Collected data
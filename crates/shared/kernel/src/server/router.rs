use super::health;
use axum::Router;
use axum::routing::get;

/// Routes every deployment exposes regardless of the mounted feature slices.
pub fn system_router<S>() -> Router<S>
where
    S: Send + Sync + Clone + 'static,
{
    Router::<S>::new().route("/health", get(health::health_handler))
}

#[cfg(test)]
mod tests {
    use super::*;
    use axum::body::{Body, to_bytes};
    use axum::http::{Request, StatusCode, header};
    use tower::ServiceExt;

    #[tokio::test]
    async fn health_reports_up_without_caching() {
        let app = system_router::<()>();
        let res = app
            .oneshot(Request::builder().uri("/health").body(Body::empty()).unwrap())
            .await
            .unwrap();

        assert_eq!(res.status(), StatusCode::OK);
        assert_eq!(
            res.headers().get(header::CACHE_CONTROL).unwrap(),
            "no-store, no-cache, must-revalidate"
        );

        let body = to_bytes(res.into_body(), usize::MAX).await.unwrap();
        let json: serde_json::Value = serde_json::from_slice(&body).unwrap();
        assert_eq!(json["status"], "up");
        assert_eq!(json["version"], env!("CARGO_PKG_VERSION"));
        assert!(json["uptime"].is_u64());
    }

    #[tokio::test]
    async fn unknown_system_route_is_not_found() {
        let res = system_router::<()>()
            .oneshot(Request::builder().uri("/healthz").body(Body::empty()).unwrap())
            .await
            .unwrap();
        assert_eq!(res.status(), StatusCode::NOT_FOUND);
    }
}
use std::borrow::Cow;

/// Errors that can occur during logger initialization.
#[sbox_derive::sbox_error]
pub enum LoggerError {
    /// The rolling file appender could not be set up (unwritable directory, bad prefix).
    #[error("Rolling file appender error{}: {source}", format_context(context))]
    Appender { source: tracing_appender::rolling::InitError, context: Option<Cow<'static, str>> },

    /// A global tracing subscriber is already installed in this process.
    #[error("Tracing subscriber error{}: {source}", format_context(context))]
    Subscriber {
        source: tracing_subscriber::util::TryInitError,
        context: Option<Cow<'static, str>>,
    },

    #[error("Internal logger error{}: {message}", format_context(context))]
    Internal { message: Cow<'static, str>, context: Option<Cow<'static, str>> },

    #[error("Invalid logger configuration{}: {message}", format_context(context))]
    InvalidConfiguration { message: Cow<'static, str>, context: Option<Cow<'static, str>> },
}
use crate::handlers;
use axum::Router;
use axum::routing::{get, post};
use sbox_kernel::server::AppState;

/// Public surface of the gallery: pages, picture listing, serving and uploads.
pub fn gallery_router() -> Router<AppState> {
    Router::new()
        .route("/", get(handlers::index))
        .route("/slideshow", get(handlers::slideshow))
        .route("/favicon.ico", get(handlers::favicon))
        .route("/api/images", get(handlers::list_images))
        .route("/pictures/{*path}", get(handlers::serve_picture))
        .route("/upload", post(handlers::upload))
}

▶ **Work to be completed**
Go through the data and show every line where "json" occurs.

▶ **Response to the exercise**
        let json: serde_json::Value = serde_json::from_slice(&body).unwrap();
        assert_eq!(json["status"], "up");
        assert_eq!(json["version"], env!("CARGO_PKG_VERSION"));
        assert!(json["uptime"].is_u64());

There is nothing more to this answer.